> _THE TASK_
All lines from the opening of the data to the line containing "state = ConnectionState::Connected(transport.url().to_string());" must be returned unchanged, and only those lines.

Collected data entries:
☆ ☆ ☆ ☆ ☆ ☆ ☆
impl<T: Transport> Session<T> {
    /// Wrap a connected transport without talking to the daemon
    pub fn new(transport: T, events: EventReceiver, config: SessionConfig) -> Self {
        let state = ConnectionState::Connected(transport.url().to_string());
        let feed = LogFeed::new(config.log_enabled, config.max_log_entries);
        Self {
            logger: CallLogger::new(transport, feed),
            events,
            registry: Registry::new(),
            verbosity: VerbosityState::new(),
            traces: TraceSubscriptions::new(),
            trace_events: VecDeque::new(),
            classify: ClassifyOptions {
                monitor_api: config.monitor_api,
                show_monitor_events: config.show_monitor_events,
            },
            max_trace_events: config.max_trace_events.max(1),
            state,
        }
    }

    /// Wrap a connected transport and run discovery
    ///
    /// A failed discovery is logged and leaves the registry empty; the
    /// session stays usable.
    pub async fn open(transport: T, events: EventReceiver, config: SessionConfig) -> Self {
        let mut session = Self::new(transport, events, config);
        info!(url = %session.url(), "Session opened");
        if let Err(e) = session.discover().await {
            warn!("Discovery failed: {e}");
        }
        session
    }

    /// Query every API and verbosity level and merge them
    pub async fn discover(&mut self) -> Result<MergeReport> {
        let call = self.verb("get");
        let reply = match self.call(&call, json!({"apis": true, "verbosity": true})).await {
            Ok(reply) => reply,
            Err(e) => {
                self.report_failure("can't get apis", &e);
                return Err(e);
            }
        };
        let snapshot: MonitorSnapshot = match parse_body(&call, &reply) {
            Ok(snapshot) => snapshot,
            Err(e) => {
                warn!("Unusable discovery response: {e}");
                self.report_failure("can't get apis", &e);
                return Err(e);
            }
        };

        let report = match &snapshot.apis {
            Some(apis) => self.registry.apply_discovery(apis, &self.classify.monitor_api),
            None => MergeReport::default(),
        };
        if let Some(levels) = &snapshot.verbosity {
            self.verbosity.apply_confirmed(levels, &self.classify.monitor_api);
        }

        info!(
            apis = self.registry.len(),
            new_apis = report.added_apis.len(),
            new_operations = report.added_operations.len(),
            "Discovery applied"
        );
        Ok(report)
    }

    /// Set the verbosity of `target`, then read every level back
    ///
    /// The read is issued once the write settled, whatever its outcome, and
    /// is the only thing that updates the displayed levels: the requested
    /// level is pending meanwhile and forgotten afterwards. Nothing is sent
    /// while the verbosity inhibitor is held.
    pub async fn set_verbosity(
        &mut self,
        target: VerbosityTarget,
        level: VerbosityLevel,
    ) -> Result<()> {
        let Some(command) = self.verbosity.select(target, level) else {
            return Ok(());
        };

        let call = self.verb("set");
        let written = self.call(&call, command.to_args()).await;
        if let Err(e) = &written {
            warn!(target = %command.target, %level, "Setting verbosity failed: {e}");
        }
        let refreshed = self.refresh_verbosity().await;
        self.verbosity.settle(&command.target);

        written?;
        refreshed.map(|_| ())
    }

    /// Read every verbosity level and apply it; returns how many were applied
    pub async fn refresh_verbosity(&mut self) -> Result<usize> {
        let call = self.verb("get");
        let reply = self.call(&call, verbosity::get_verbosity_args()).await?;
        let snapshot: MonitorSnapshot = parse_body(&call, &reply)?;
        let applied = match &snapshot.verbosity {
            Some(levels) => self.verbosity.apply_confirmed(levels, &self.classify.monitor_api),
            None => 0,
        };
        debug!(applied, "Verbosity refreshed");
        Ok(applied)
    }

    /// Select `mode` for `tag`
    ///
    /// Issues a drop when another mode was active, then an add unless
    /// `mode` is off. The add goes out after the drop settled even if the
    /// drop failed. Failures are logged and the first one is returned; the
    /// displayed mode keeps the selection. Selecting that mode again is then
    /// a no-op, so retrying a failed selection goes through another mode.
    pub async fn select_trace(&mut self, tag: TraceTag, mode: TraceMode) -> Result<()> {
        let commands = self.traces.select(&tag, mode);
        if commands.is_empty() {
            debug!(%tag, "Trace mode unchanged");
            return Ok(());
        }

        let call = self.verb("trace");
        let mut first_failure = None;
        for command in commands {
            match self.call(&call, command.to_args()).await {
                Ok(_) => self.traces.confirm(&command),
                Err(e) => {
                    error!(%command, "Trace command failed: {e}");
                    first_failure.get_or_insert(e);
                }
            }
        }
        first_failure.map_or(Ok(()), Err)
    }

    /// Drop every trace subscription of the session
    ///
    /// Always issues exactly one command and displays every tag as off,
    /// even when nothing was subscribed or the command fails.
    pub async fn untrace_all(&mut self) -> Result<()> {
        let call = self.verb("trace");
        let result = self.call(&call, TraceCommand::DropAll.to_args()).await;
        self.traces.reset_all();
        match result {
            Ok(_) => {
                self.traces.confirm(&TraceCommand::DropAll);
                Ok(())
            }
            Err(e) => {
                error!("Dropping all traces failed: {e}");
                Err(e)
            }
        }
    }

    /// Query the client session, optionally renewing its token
    pub async fn session_info(&mut self, refresh_token: bool) -> Result<SessionInfo> {
        let call = self.verb("session");
        let reply = self.call(&call, json!({ "refresh-token": refresh_token })).await?;
        parse_body(&call, &reply)
    }

    /// Wait for the next pushed event and classify it
    ///
    /// Returns `None` once the channel is closed.
    pub async fn next_event(&mut self) -> Option<Classification> {
        match self.events.recv().await {
            Some(push) => Some(self.handle_push(push)),
            None => {
                self.mark_closed();
                None
            }
        }
    }

    /// Classify a pushed event, logging it and keeping trace events
    pub fn handle_push(&mut self, push: PushEvent) -> Classification {
        let feed = self.logger.feed_mut();
        if push.event == self.classify.trace_event_name() {
            feed.push(LogKind::TraceEvent, "trace event", pretty_push(&push));
        } else {
            feed.push(LogKind::UnexpectedEvent, "unexpected event!", pretty_push(&push));
        }

        let classification = classify_push(&push, &self.classify);
        match &classification {
            Classification::Trace(event) => {
                debug!(tag = %event.tag(), "Trace event");
                if self.trace_events.len() == self.max_trace_events {
                    self.trace_events.pop_front();
                }
                self.trace_events.push_back(event.clone());
            }
            Classification::Suppressed(variant) => {
                debug!(tag = %variant, "Suppressed monitoring event");
            }
            Classification::Unexpected(push) => {
                warn!(event = %push.event, "Unexpected event");
            }
            Classification::Malformed(reason) => {
                warn!("Malformed trace event: {reason}");
                self.logger.feed_mut().push(LogKind::Error, "malformed trace event", reason.as_str());
            }
        }
        classification
    }

    /// Drop the kept trace events
    pub fn clear_trace_events(&mut self) {
        self.trace_events.clear();
    }

    /// Trace events kept for display, oldest first
    pub fn trace_events(&self) -> impl Iterator<Item = &TraceEvent> {
        self.trace_events.iter()
    }

    /// Untrace everything, then close the channel
    pub async fn close(&mut self) -> Result<()> {
        let untraced = if self.state == ConnectionState::Closed {
            Ok(())
        } else {
            self.untrace_all().await
        };
        self.logger.transport().close().await;
        self.state = ConnectionState::Closed;
        info!("Session closed");
        untraced
    }

    /// Close the channel without retracting anything
    pub async fn abandon(self) {
        self.logger.transport().close().await;
        debug!(url = %self.url(), "Session abandoned");
    }

    /// API registry
    pub fn registry(&self) -> &Registry {
        &self.registry
    }

    /// Verbosity levels
    pub fn verbosity(&self) -> &VerbosityState {
        &self.verbosity
    }

    /// Trace subscriptions
    pub fn traces(&self) -> &TraceSubscriptions {
        &self.traces
    }

    /// Log feed
    pub fn feed(&self) -> &LogFeed {
        self.logger.feed()
    }

    /// Log feed, mutably
    pub fn feed_mut(&mut self) -> &mut LogFeed {
        self.logger.feed_mut()
    }

    /// Classification settings
    pub fn classify_options(&self) -> &ClassifyOptions {
        &self.classify
    }

    /// Show or hide events generated by the monitoring API
    pub fn set_show_monitor_events(&mut self, show: bool) {
        self.classify.show_monitor_events = show;
    }

    /// Connection state
    pub fn state(&self) -> &ConnectionState {
        &self.state
    }

    /// The underlying transport
    pub fn transport(&self) -> &T {
        self.logger.transport()
    }

    /// Url of the daemon
    pub fn url(&self) -> &str {
        self.logger.transport().url()
    }

    fn verb(&self, verb: &str) -> String {
        format!("{}/{verb}", self.classify.monitor_api)
    }

    async fn call(&mut self, api_verb: &str, args: Value) -> Result<Reply> {
        match self.logger.call(api_verb, args).await {
            Ok(reply) => Ok(reply),
            Err(failure) => {
                if let CallFailure::Transport(TransportError::Closed) = &failure {
                    self.mark_closed();
                }
                Err(MonitorError::Call(failure))
            }
        }
    }

    fn mark_closed(&mut self) {
        if self.state != ConnectionState::Closed {
            let url = self.url().to_string();
            error!(%url, "Connection closed");
            self.state = ConnectionState::Closed;
            self.logger.feed_mut().push(LogKind::Error, "connection closed", url);
        }
    }

    fn report_failure(&mut self, tag: &str, err: &MonitorError) {
        let body = match err {
            MonitorError::Call(CallFailure::Rejected(reply)) => {
                serde_json::to_value(reply).unwrap_or_else(|_| Value::from(err.to_string()))
            }
            other => Value::from(other.to_string()),
        };
        self.logger.feed_mut().push_error(tag, &body);
    }
}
☆ ☆ ☆ ☆ ☆ ☆ ☆
> _THE COMPLETED TASK_
impl<T: Transport> Session<T> {
    /// Wrap a connected transport without talking to the daemon
    pub fn new(transport: T, events: EventReceiver, config: SessionConfig) -> Self {
        let state = ConnectionState::Connected(transport.url().to_string());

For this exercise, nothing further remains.